LA Décision faisant l'objet du contrôle

 

[9]               La SPR a conclu à l'absence d'une preuve claire et convaincante concernant l’indisponibilité de la protection de l'État.

 

[10]           La SPR a mentionné les attaques qui auraient eu lieu le dimanche de Pâques, dans un café et alors que le demandeur marchait dans la rue. Toutefois, elle a également noté que « [l]e demandeur d’asile a affirmé ne pas se souvenir d’avoir signalé ces attaques aux policiers ».

 

[11]           Le témoignage du demandeur a porté sur le signalement à la police de l'attaque de 2005 dans le magasin. Les policiers lui ont demandé s'il pouvait identifier ses agresseurs. Il n'avait pas pu les reconnaître parce qu'ils portaient des masques. La SPR a noté ce qui suit :

Les policiers, qui ne disposaient pas d’une description ou identification adéquate des agresseurs, n’avaient pas assez de renseignements factuels pour s’acquitter de leur tâche. Il est raisonnable de penser que le caractère adéquat de la protection offerte par l’État n’a pu être vérifié, faute pour les policiers de disposer de suffisamment de renseignements pour mener à bien leur enquête. Il s’agit du seul incident où le demandeur d’asile a appelé les policiers pour assurer sa protection. Le fait de mettre en doute la protection offerte par l’État, alors que celle-ci n’a pu être vérifiée, ne constitue pas une réfutation de l’existence d’une présomption de protection de l’État dans son pays d’origine.  

 

[12]           En conséquence, la SPR a conclu que le demandeur ne s'était pas acquitté de son fardeau d'établir par une preuve claire et convaincante l'incapacité de l'État d’assurer la protection de ses citoyens.

 

[13]           La SPR a ensuite examiné les autres choix qui s'offraient au demandeur.
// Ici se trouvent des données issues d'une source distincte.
//! Two full engines over a loopback radio: a coordinator driving a relay
//! node through a reliable pulse, channel migration and time sync.

use std::cell::RefCell;

use driveway_core::adapters::{Identity, IcmAdapter, RelAdapter};
use driveway_core::{
    AckEvent, Heartbeat, PeerDb, Router, RxItem, RxQueue, Stack, StackCfg, TxDoneQueue,
};
use driveway_driver::{KvStore, MemKv, Radio, RadioError, RelayBank, Rtc};
use driveway_wire::{
    ConfigWrite, CtrlRelay, DeviceToken, Frame, FrameFlags, Header, MacAddr, MsgType, NetSetChan,
    RelayOp, RlyState, Role, TopoToken, CONFIG_KEY_CHANNEL, VIRT_PHY,
};

const ICM_MAC: MacAddr = MacAddr([0x10, 0, 0, 0, 0, 0x01]);
const REL_MAC: MacAddr = MacAddr([0xAA, 0xBB, 0xCC, 0xDD, 0xEE, 0x01]);
const ICM_TOKEN: DeviceToken = DeviceToken([0x5A; 16]);
const REL_TOKEN: DeviceToken = DeviceToken([0x11; 16]);
const TOPO: TopoToken = TopoToken([0x77; 16]);

/// Queues frames into an outbox the test ferries to the other node.
#[derive(Default)]
struct LoopRadio {
    outbox: Vec<(MacAddr, Vec<u8>)>,
    channel: u8,
    peers: Vec<MacAddr>,
}

impl Radio for LoopRadio {
    fn init(&mut self, channel: u8) -> Result<(), RadioError> {
        self.channel = channel;
        Ok(())
    }
    fn add_peer(&mut self, mac: MacAddr, _channel: u8) -> Result<(), RadioError> {
        if !self.peers.contains(&mac) {
            self.peers.push(mac);
        }
        Ok(())
    }
    fn del_peer(&mut self, mac: MacAddr) -> Result<(), RadioError> {
        self.peers.retain(|m| *m != mac);
        Ok(())
    }
    fn set_channel(&mut self, channel: u8) -> Result<(), RadioError> {
        self.channel = channel;
        Ok(())
    }
    fn send(&mut self, mac: MacAddr, frame: &[u8]) -> Result<(), RadioError> {
        if !self.peers.contains(&mac) {
            return Err(RadioError::PeerTable);
        }
        self.outbox.push((mac, frame.to_vec()));
        Ok(())
    }
}

struct SimRtc(u64);
impl Rtc for SimRtc {
    fn unix_seconds(&self) -> u64 {
        self.0
    }
    fn set_unix_seconds(&mut self, s: u64) {
        self.0 = s;
    }
}

struct Bank {
    mask: u32,
}
impl RelayBank for Bank {
    fn channels(&self) -> u8 {
        4
    }
    fn set(&mut self, idx: u8, on: bool) {
        if on {
            self.mask |= 1 << idx;
        } else {
            self.mask &= !(1 << idx);
        }
    }
    fn toggle(&mut self, idx: u8) {
        self.mask ^= 1 << idx;
    }
    fn get(&self, idx: u8) -> bool {
        self.mask & (1 << idx) != 0
    }
}

/// Moves everything a node radiated into the other node's RX queue.
fn ferry(from: &RefCell<LoopRadio>, from_mac: MacAddr, to_mac: MacAddr, to_rx: &RxQueue) {
    let mut radio = from.borrow_mut();
    for (dst, bytes) in radio.outbox.drain(..) {
        if dst == to_mac {
            assert!(to_rx.push(RxItem::new(from_mac, -40, &bytes)));
        }
    }
}

fn seeded_db<K: KvStore>(kv: K, role: Role, peer: (MacAddr, Role, DeviceToken), radio: &mut LoopRadio) -> PeerDb<K> {
    let mut db = PeerDb::load(kv);
    db.set_self_role(role).unwrap();
    db.set_topo_token(TOPO).unwrap();
    db.set_topo_version(1).unwrap();
    let (mac, peer_role, token) = peer;
    db.add(radio, mac, peer_role, token, "peer", true).unwrap();
    db
}

#[test]
fn reliable_relay_pulse_round_trip() {
    let _ = env_logger::builder().is_test(true).try_init();

    // Coordinator side.
    let icm_radio = RefCell::new(LoopRadio::default());
    let icm_peers = RefCell::new(seeded_db(
        MemKv::new(),
        Role::Icm,
        (REL_MAC, Role::Rel, REL_TOKEN),
        &mut *icm_radio.borrow_mut(),
    ));
    let icm_rx = RxQueue::new();
    let icm_tx_done = TxDoneQueue::new();
    let mut icm_stack = Stack::new(StackCfg::default(), &icm_radio, &icm_peers, &icm_rx, &icm_tx_done);
    icm_stack.begin().unwrap();
    let icm_id = Identity::new(ICM_TOKEN, Some(TOPO), ICM_MAC, Role::Icm, 1);
    let mut icm_adapter = IcmAdapter::new(&icm_peers, &icm_radio, icm_id.clone());
    let mut icm_router = Router::new(Role::Icm);
    icm_router.register(&mut icm_adapter);
    let mut icm_hb = Heartbeat::new(SimRtc(1_700_000_000), icm_id);

    // Relay side.
    let rel_radio = RefCell::new(LoopRadio::default());
    let rel_peers = RefCell::new(seeded_db(
        MemKv::new(),
        Role::Rel,
        (ICM_MAC, Role::Icm, ICM_TOKEN),
        &mut *rel_radio.borrow_mut(),
    ));
    let rel_rx = RxQueue::new();
    let rel_tx_done = TxDoneQueue::new();
    let mut rel_stack = Stack::new(StackCfg::default(), &rel_radio, &rel_peers, &rel_rx, &rel_tx_done);
    rel_stack.begin().unwrap();
    let rel_id = Identity::new(REL_TOKEN, Some(TOPO), REL_MAC, Role::Rel, 1);
    let mut rel_adapter = RelAdapter::new(Bank { mask: 0 }, rel_id.clone());
    let mut rel_router = Router::new(Role::Rel);
    rel_router.register(&mut rel_adapter);
    let mut rel_hb = Heartbeat::new(SimRtc(0), rel_id);

    // The coordinator fires a reliable, topology-bound pulse command.
    let req = CtrlRelay {
        channel: 0,
        op: RelayOp::On as u8,
        pulse_ms: 500,
    };
    let mut hdr = Header::new(MsgType::CtrlRelay, FrameFlags::RELIABLE | FrameFlags::HAS_TOPO, 42);
    hdr.sender_mac = ICM_MAC;
    hdr.sender_role = Role::Icm.as_u8();
    hdr.virt_id = VIRT_PHY;
    let frame = Frame::compose(&hdr, &ICM_TOKEN, Some(&TOPO), &req.to_bytes()).unwrap();
    assert!(icm_stack.send(REL_MAC, &frame, true, 0));

    // Drive both engines until the ACK settles.
    let mut ack = None;
    for step in 0..20u64 {
        let now = step * 5;
        icm_stack.poll(&mut icm_router, &mut icm_hb, now);
        ferry(&icm_radio, ICM_MAC, REL_MAC, &rel_rx);

        rel_stack.poll(&mut rel_router, &mut rel_hb, now);
        ferry(&rel_radio, REL_MAC, ICM_MAC, &icm_rx);

        if let Some(ev) = icm_stack.pop_ack_event() {
            ack = Some(ev);
            break;
        }
    }
    assert_eq!(ack, Some(AckEvent { mac: REL_MAC, seq: 42, ok: true }));

    // One command on a clean link: exactly one transmission, no retries.
    icm_stack.poll(&mut icm_router, &mut icm_hb, 100);
    assert!(icm_radio.borrow().outbox.is_empty());

    // The pulse auto-OFFs on the relay's clock.
    rel_router.tick(600);

    // An explicit state query now reports an empty mask.
    let mut hdr = Header::new(MsgType::RlyState, FrameFlags::empty(), 43);
    hdr.sender_mac = ICM_MAC;
    hdr.sender_role = Role::Icm.as_u8();
    let query = Frame::compose(&hdr, &ICM_TOKEN, None, &[]).unwrap();
    assert!(icm_stack.send(REL_MAC, &query, false, 600));
    icm_stack.poll(&mut icm_router, &mut icm_hb, 600);
    ferry(&icm_radio, ICM_MAC, REL_MAC, &rel_rx);
    rel_stack.poll(&mut rel_router, &mut rel_hb, 600);
    ferry(&rel_radio, REL_MAC, ICM_MAC, &icm_rx);

    let item = icm_rx.pop().unwrap();
    let reply = Frame::parse(item.bytes()).unwrap();
    assert_eq!(reply.header().msg_type, MsgType::RlyState.as_u8());
    assert_eq!(reply.seq(), 43);
    let state = RlyState::decode(reply.body()).unwrap();
    assert_eq!(state.mask, 0, "pulse must have auto-OFFed");
    assert_eq!(state.count, 4);
    assert_eq!(state.topo_ver, 1);
}

#[test]
fn unknown_sender_is_silently_dropped() {
    let radio = RefCell::new(LoopRadio::default());
    let peers = RefCell::new(PeerDb::load(MemKv::new()));
    let rx = RxQueue::new();
    let tx_done = TxDoneQueue::new();
    let mut stack = Stack::new(StackCfg::default(), &radio, &peers, &rx, &tx_done);
    let mut router = Router::new(Role::Icm);

    let mut hdr = Header::new(MsgType::Ping, FrameFlags::empty(), 1);
    hdr.sender_mac = REL_MAC;
    hdr.sender_role = Role::Rel.as_u8();
    let frame = Frame::compose(&hdr, &REL_TOKEN, None, &[0; 8]).unwrap();

    assert!(rx.push(RxItem::new(REL_MAC, 0, frame.as_bytes())));
    stack.poll(&mut router, &mut (), 0);

    // Nothing radiated back, nothing in the ack queue.
    assert!(radio.borrow().outbox.is_empty());
    assert!(stack.pop_ack_event().is_none());
}

#[test]
fn time_sync_propagates_to_non_authority_nodes() {
    // Coordinator with a valid wall clock.
    let icm_radio = RefCell::new(LoopRadio::default());
    let icm_peers = RefCell::new(seeded_db(
        MemKv::new(),
        Role::Icm,
        (REL_MAC, Role::Rel, REL_TOKEN),
        &mut *icm_radio.borrow_mut(),
    ));
    let icm_rx = RxQueue::new();
    let icm_tx_done = TxDoneQueue::new();
    let mut icm_stack = Stack::new(StackCfg::default(), &icm_radio, &icm_peers, &icm_rx, &icm_tx_done);
    icm_stack.begin().unwrap();
    let icm_id = Identity::new(ICM_TOKEN, Some(TOPO), ICM_MAC, Role::Icm, 1);
    let mut icm_router = Router::new(Role::Icm);
    let mut icm_hb = Heartbeat::new(SimRtc(1_700_000_000), icm_id);

    // Relay node whose RTC reads zero.
    let rel_radio = RefCell::new(LoopRadio::default());
    let rel_peers = RefCell::new(seeded_db(
        MemKv::new(),
        Role::Rel,
        (ICM_MAC, Role::Icm, ICM_TOKEN),
        &mut *rel_radio.borrow_mut(),
    ));
    let rel_rx = RxQueue::new();
    let rel_tx_done = TxDoneQueue::new();
    let mut rel_stack = Stack::new(StackCfg::default(), &rel_radio, &rel_peers, &rel_rx, &rel_tx_done);
    rel_stack.begin().unwrap();
    let rel_id = Identity::new(REL_TOKEN, Some(TOPO), REL_MAC, Role::Rel, 1);
    let mut rel_router = Router::new(Role::Rel);
    let mut rel_hb = Heartbeat::new(SimRtc(0), rel_id);

    // One heartbeat period on the coordinator radiates PING + TIME_SYNC.
    icm_hb.tick(&mut icm_stack, 2_000);
    icm_stack.poll(&mut icm_router, &mut icm_hb, 2_000);
    ferry(&icm_radio, ICM_MAC, REL_MAC, &rel_rx);

    rel_stack.poll(&mut rel_router, &mut rel_hb, 2_000);

    assert_eq!(rel_hb.rtc().unix_seconds(), 1_700_000_000);

    // The relay saw traffic, so its liveness view of the coordinator is fresh.
    let health = rel_hb.peer_health(ICM_MAC).unwrap();
    assert_eq!(health.last_seen_ms, 2_000);
    assert_eq!(health.missed, 0);
}

#[test]
fn channel_migration_via_config_write() {
    let icm_radio = RefCell::new(LoopRadio::default());
    let icm_peers = RefCell::new(seeded_db(
        MemKv::new(),
        Role::Icm,
        (REL_MAC, Role::Rel, REL_TOKEN),
        &mut *icm_radio.borrow_mut(),
    ));
    let icm_rx = RxQueue::new();
    let icm_tx_done = TxDoneQueue::new();
    let mut icm_stack = Stack::new(StackCfg::default(), &icm_radio, &icm_peers, &icm_rx, &icm_tx_done);
    icm_stack.begin().unwrap();
    let icm_id = Identity::new(ICM_TOKEN, Some(TOPO), ICM_MAC, Role::Icm, 1);
    let mut icm_adapter = IcmAdapter::new(&icm_peers, &icm_radio, icm_id);
    let mut icm_router = Router::new(Role::Icm);
    icm_router.register(&mut icm_adapter);

    // Any admitted ICM-role sender exercises the channel-write path.
    let cfg = ConfigWrite {
        key: CONFIG_KEY_CHANNEL,
        len: 1,
    };
    let mut body = Vec::new();
    body.extend_from_slice(&cfg.to_bytes());
    body.push(0x0B);

    let mut hdr = Header::new(MsgType::ConfigWrite, FrameFlags::HAS_TOPO, 13);
    hdr.sender_mac = REL_MAC;
    hdr.sender_role = Role::Icm.as_u8();
    let frame = Frame::compose(&hdr, &REL_TOKEN, Some(&TOPO), &body).unwrap();

    assert!(icm_rx.push(RxItem::new(REL_MAC, 0, frame.as_bytes())));
    icm_stack.poll(&mut icm_router, &mut (), 0);

    // Channel persisted and every enabled peer re-mirrored on it.
    assert_eq!(icm_peers.borrow().channel(), 11);
    assert_eq!(icm_radio.borrow().channel, 11);
    assert!(icm_radio.borrow().peers.contains(&REL_MAC));

    // The echoed NET_SET_CHAN went out to the sender.
    let radio = icm_radio.borrow();
    let (dst, bytes) = radio.outbox.last().unwrap();
    assert_eq!(*dst, REL_MAC);
    let reply = Frame::parse(bytes).unwrap();
    assert_eq!(reply.header().msg_type, MsgType::NetSetChan.as_u8());
    assert_eq!(reply.seq(), 13);
    assert_eq!(NetSetChan::decode(reply.body()).unwrap().channel, 11);
}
À titre d'exemple, elle a mentionné la possibilité de déposer une plainte à l'unité des plaintes du public concernant l'inaction de la police en réponse au signalement de crime, de harcèlement et de discrimination. La SPR a alors examiné de façon appropriée les efforts faits pour améliorer le processus de plaintes contre des agents de police.

 

[14]           La SPR a également mentionné l'existence du Bureau de l'ombudsman, qui « [e]xamine les plaintes déposées contre des bureaux du gouvernement, des institutions de l'État, des administrations locales et certains autres organismes », dont plusieurs sont déposées par des personnes vulnérables. De plus, il est facile d'avoir accès à l'ombudsman et le service est gratuit.

 

[15]           Contrairement aux observations du demandeur selon lesquelles les citoyens d'Israël d'origine arabe « sont traités comme des citoyens de seconde zone » et qu'ils sont persécutés et subissent de la discrimination, la SPR a conclu que les policiers avaient répondu à l'appel du demandeur, avaient pris acte de l'incident et qu'ils s'étaient acquittés de leur tâche. La SPR a ajouté qu'« ils ne pouvaient toutefois agir qu’en fonction de l’information qui leur avait été transmise ». Dans son témoignage, le demandeur n'a pas fait état d’une « indifférence et attitude discriminatoire » de la part des policiers du fait qu'il était un chrétien d'origine arabe.

 

[16]           La SPR a examiné les éléments de preuve présentés par le demandeur en ce qui a trait à la police. Elle a conclu que même si les policiers ne prenaient pas « parti à la suite d’explosions de violence sectaire entre […] musulmans contre leurs compatriotes chrétiens d’origine arabe, » les manquements locaux dans le maintien efficace de l’ordre n'équivalent pas à une absence de protection de l'État, sauf s'il s'agit d'une tendance plus générale de l'État à être incapable ou à refuser d'offrir alors une protection.

 

[17]           De plus, il ressortait de la documentation sur la situation du pays qu'Israël est une démocratie parlementaire dans laquelle « [l]e gouvernement respecte en règle générale les droits fondamentaux de ses citoyens ». La preuve montrait aussi qu'Israël permet une liberté de culte que le gouvernement respecte généralement en pratique. S'appuyant sur un site Internet sioniste chrétien international, la SPR a également noté que les chrétiens étaient [traduction] « protégés juridiquement contre la persécution » .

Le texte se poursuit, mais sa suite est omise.